* **YOUR GOAL**
Retype the data that follows, keeping every character the same.

* **AVAILABLE DATA**

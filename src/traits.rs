use super::demand::*;
use super::completion::*;
use super::error::*;
use super::map::*;
use super::sink::*;
#[cfg(feature = "stream")] use super::stream::*;

use std::sync::*;

///
/// The link between one publisher and one subscriber, used by the subscriber to control the flow of elements
///
/// Once a subscription has terminated (by being cancelled or by delivering its completion) every call
/// on it does nothing.
///
pub trait Subscription : Send+Sync {
    ///
    /// Asks for up to `demand` more elements to be delivered
    ///
    /// Elements may be delivered on the calling thread before this returns. Requesting zero elements
    /// from a live subscription is a protocol error and leaves the subscription unchanged. This holds
    /// for as long as the subscription is live, including after some elements have been delivered.
    /// Once the subscription has terminated, any request (zero included) returns `Ok(())`.
    ///
    fn request(&self, demand: Demand) -> Result<(), SubscriptionError>;

    ///
    /// Stops the flow of elements and releases the subscriber. Calling this more than once has
    /// the same effect as calling it once.
    ///
    fn cancel(&self);
}

///
/// Trait implemented by things that consume the elements produced by a publisher
///
/// A subscriber receives its subscription first, then any number of values (never more than it
/// has asked for), then at most one completion.
///
pub trait Subscriber : Send+Sync {
    /// The type of element this subscriber accepts
    type Input;

    /// The type of failure that can end the stream
    type Failure;

    ///
    /// Called once, when the subscriber is attached to a publisher
    ///
    fn receive_subscription(&self, subscription: Arc<dyn Subscription>);

    ///
    /// Called with each element, returning how many more elements the subscriber wants on top of
    /// what it has already requested
    ///
    fn receive(&self, input: Self::Input) -> Demand;

    ///
    /// Called once the stream has ended
    ///
    fn receive_completion(&self, completion: Completion<Self::Failure>);
}

///
/// Trait implemented by things that produce elements for subscribers
///
pub trait Publisher {
    /// The type of element that this publisher produces
    type Output;

    /// The type of failure that can end a stream from this publisher
    type Failure;

    ///
    /// Attaches a subscriber to this publisher
    ///
    /// The subscriber is handed its subscription before this returns. Nothing else is delivered until it
    /// requests some elements.
    ///
    fn subscribe<S>(&self, subscriber: S)
    where S: 'static+Subscriber<Input=Self::Output, Failure=Self::Failure>;

    ///
    /// Creates a publisher that applies a function to every element produced by this one
    ///
    fn map<Output, TFn>(self, transform: TFn) -> Map<Self, Output, TFn>
    where   Self:   Sized,
            TFn:    'static+Send+Sync+Fn(Self::Output) -> Output {
        Map::new(self, transform)
    }

    ///
    /// Subscribes a pair of functions to this publisher, requesting `demand` elements straight away
    ///
    /// The subscription lasts until the publisher completes or the returned `Cancellable` is dropped or marked as `done()`.
    ///
    fn sink<TValueFn, TCompletionFn>(&self, demand: Demand, receive_value: TValueFn, receive_completion: TCompletionFn) -> Cancellable
    where   Self:           Sized,
            Self::Output:   'static,
            Self::Failure:  'static,
            TValueFn:       'static+Send+Sync+Fn(Self::Output),
            TCompletionFn:  'static+Send+Sync+Fn(Completion<Self::Failure>) {
        sink(self, demand, receive_value, receive_completion)
    }

    ///
    /// Subscribes to this publisher, returning its elements as a futures stream
    ///
    #[cfg(feature = "stream")]
    fn to_stream(&self) -> PublisherStream<Self::Output, Self::Failure>
    where   Self:           Sized,
            Self::Output:   'static+Send,
            Self::Failure:  'static+Send {
        publisher_stream(self)
    }
}

impl<S: Subscriber> Subscriber for Arc<S> {
    type Input      = S::Input;
    type Failure    = S::Failure;

    #[inline]
    fn receive_subscription(&self, subscription: Arc<dyn Subscription>) {
        (**self).receive_subscription(subscription)
    }

    #[inline]
    fn receive(&self, input: Self::Input) -> Demand {
        (**self).receive(input)
    }

    #[inline]
    fn receive_completion(&self, completion: Completion<Self::Failure>) {
        (**self).receive_completion(completion)
    }
}

impl<P: Publisher> Publisher for Arc<P> {
    type Output     = P::Output;
    type Failure    = P::Failure;

    fn subscribe<S>(&self, subscriber: S)
    where S: 'static+Subscriber<Input=Self::Output, Failure=Self::Failure> {
        (**self).subscribe(subscriber)
    }
}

* **RESULT BELOW**
filename src/traits.rs
use super::demand::*;
use super::completion::*;
use super::error::*;
use super::map::*;
use super::sink::*;
#[cfg(feature = "stream")] use super::stream::*;

use std::sync::*;

///
/// The link between one publisher and one subscriber, used by the subscriber to control the flow of elements
///
/// Once a subscription has terminated (by being cancelled or by delivering its completion) every call
/// on it does nothing.
///
pub trait Subscription : Send+Sync {
    ///
    /// Asks for up to `demand` more elements to be delivered
    ///
    /// Elements may be delivered on the calling thread before this returns. Requesting zero elements
    /// from a live subscription is a protocol error and leaves the subscription unchanged. This holds
    /// for as long as the subscription is live, including after some elements have been delivered.
    /// Once the subscription has terminated, any request (zero included) returns `Ok(())`.
    ///
    fn request(&self, demand: Demand) -> Result<(), SubscriptionError>;

    ///
    /// Stops the flow of elements and releases the subscriber. Calling this more than once has
    /// the same effect as calling it once.
    ///
    fn cancel(&self);
}

///
/// Trait implemented by things that consume the elements produced by a publisher
///
/// A subscriber receives its subscription first, then any number of values (never more than it
/// has asked for), then at most one completion.
///
pub trait Subscriber : Send+Sync {
    /// The type of element this subscriber accepts
    type Input;

    /// The type of failure that can end the stream
    type Failure;

    ///
    /// Called once, when the subscriber is attached to a publisher
    ///
    fn receive_subscription(&self, subscription: Arc<dyn Subscription>);

    ///
    /// Called with each element, returning how many more elements the subscriber wants on top of
    /// what it has already requested
    ///
    fn receive(&self, input: Self::Input) -> Demand;

    ///
    /// Called once the stream has ended
    ///
    fn receive_completion(&self, completion: Completion<Self::Failure>);
}

///
/// Trait implemented by things that produce elements for subscribers
///
pub trait Publisher {
    /// The type of element that this publisher produces
    type Output;

    /// The type of failure that can end a stream from this publisher
    type Failure;

    ///
    /// Attaches a subscriber to this publisher
    ///
    /// The subscriber is handed its subscription before this returns. Nothing else is delivered until it
    /// requests some elements.
    ///
    fn subscribe<S>(&self, subscriber: S)
    where S: 'static+Subscriber<Input=Self::Output, Failure=Self::Failure>;

    ///
    /// Creates a publisher that applies a function to every element produced by this one
    ///
    fn map<Output, TFn>(self, transform: TFn) -> Map<Self, Output, TFn>
    where   Self:   Sized,
            TFn:    'static+Send+Sync+Fn(Self::Output) -> Output {
        Map::new(self, transform)
    }

    ///
    /// Subscribes a pair of functions to this publisher, requesting `demand` elements straight away
    ///
    /// The subscription lasts until the publisher completes or the returned `Cancellable` is dropped or marked as `done()`.
    ///
    fn sink<TValueFn, TCompletionFn>(&self, demand: Demand, receive_value: TValueFn, receive_completion: TCompletionFn) -> Cancellable
    where   Self:           Sized,
            Self::Output:   'static,
            Self::Failure:  'static,
            TValueFn:       'static+Send+Sync+Fn(Self::Output),
            TCompletionFn:  'static+Send+Sync+Fn(Completion<Self::Failure>) {
        sink(self, demand, receive_value, receive_completion)
    }

    ///
    /// Subscribes to this publisher, returning its elements as a futures stream
    ///
    #[cfg(feature = "stream")]
    fn to_stream(&self) -> PublisherStream<Self::Output, Self::Failure>
    where   Self:           Sized,
            Self::Output:   'static+Send,
            Self::Failure:  'static+Send {
        publisher_stream(self)
    }
}

impl<S: Subscriber> Subscriber for Arc<S> {
    type Input      = S::Input;
    type Failure    = S::Failure;

    #[inline]
    fn receive_subscription(&self, subscription: Arc<dyn Subscription>) {
        (**self).receive_subscription(subscription)
    }

    #[inline]
    fn receive(&self, input: Self::Input) -> Demand {
        (**self).receive(input)
    }

    #[inline]
    fn receive_completion(&self, completion: Completion<Self::Failure>) {
        (**self).receive_completion(completion)
    }
}

impl<P: Publisher> Publisher for Arc<P> {
    type Output     = P::Output;
    type Failure    = P::Failure;

    fn subscribe<S>(&self, subscriber: S)
    where S: 'static+Subscriber<Input=Self::Output, Failure=Self::Failure> {
        (**self).subscribe(subscriber)
    }
}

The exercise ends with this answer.